The authors state that generally, “canned foods retain their best quality until the expiration code date on the can.” The date is normally, two to five years from when the product was manufactured. With regard to emergency storage the authors say: “… commercially canned foods in metal or jars will remain safe to consume as long as the seal has not been broken.” However, quality may be affected.

  • Baked Goods & Water:

Baked goods have a very short shelf life of only one to two days. On the other hand, water can be stored indefinitely according to the FDA, if produced in compliance with FDA regulations and remains unopened. Water should be stored in a location that is away from the direct sunlight and stays cool in temperature.

  • Herbs & Spices:

In general herbs and spices both culinary and medicinal do not go bad. They just lose their strength or potency as they are already dried botanicals. The key to shelf life is proper storage.

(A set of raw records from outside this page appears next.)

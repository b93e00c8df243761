//! Sonosphere: an audio-reactive noise sphere with bloom.

use std::path::PathBuf;

use anyhow::{Context, Result};
use clap::Parser;
use winit::event_loop::EventLoop;

use sonosphere::app::{AppOptions, VisualizerApp};
use sonosphere::controls::Controls;
use sonosphere::gpu::{RendererConfig, DEFAULT_BLUR_ITERATIONS};

/// Command line arguments
#[derive(Parser, Debug)]
#[command(name = "sonosphere")]
#[command(about = "Audio-reactive noise sphere visualizer", long_about = None)]
struct Args {
    /// Music track to play (WAV, MP3, FLAC, AAC)
    #[arg(long, value_name = "FILE")]
    audio: Option<PathBuf>,

    /// JSON file with initial control values
    #[arg(long, value_name = "FILE")]
    config: Option<PathBuf>,

    /// Initial window width
    #[arg(long, default_value_t = 1280)]
    width: u32,

    /// Initial window height
    #[arg(long, default_value_t = 720)]
    height: u32,

    /// Gaussian blur passes applied to the bright texture
    #[arg(long, value_name = "N", default_value_t = DEFAULT_BLUR_ITERATIONS)]
    blur_passes: u32,
}

fn main() -> Result<()> {
    env_logger::Builder::from_env(env_logger::Env::default().default_filter_or("info")).init();

    let args = Args::parse();

    let controls = match &args.config {
        Some(path) => Controls::load(path)
            .with_context(|| format!("Failed to load controls from {}", path.display()))?,
        None => Controls::default(),
    };

    let options = AppOptions {
        audio: args.audio,
        controls,
        renderer: RendererConfig {
            width: args.width,
            height: args.height,
            blur_iterations: args.blur_passes,
            ..RendererConfig::default()
        },
    };

    let mut app = VisualizerApp::new(options).context("Failed to load audio track")?;
    let event_loop = EventLoop::new().context("Failed to create event loop")?;
    event_loop
        .run_app(&mut app)
        .context("Event loop terminated abnormally")?;

    if let Some(err) = app.take_fatal_error() {
        return Err(err).context("Rendering could not start");
    }
    Ok(())
}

Avoid plastic bags, heat, light and moisture. If you are not sure if your herbs are still good, give them the rub test. Crush them and sniff. If they smell like they are supposed to, they are still good.

  • Ground spices usually last between 6 to 12 months. Be sure to keep them in glass containers.
  • Whole herbs can be kept up to two years. They should be kept in glass containers to prevent bugs.

Remember, these are basic recommendations. Know to be mindful that lag times – the time between purchase and home storage, as well as any temperature changes during those times also affect the shelf-life of a product. Regardless of the listed expiration date, if you notice your food has a strange color, odor or is growing mold, throw it out. It is better to be safe than to save a few bucks.

For more information regarding food safety, refer to the Federal Drug Administration

Guided by these helpful tips you can focus on budgeting your grocery bills, in ways that help you can extend the shelf life of your food items.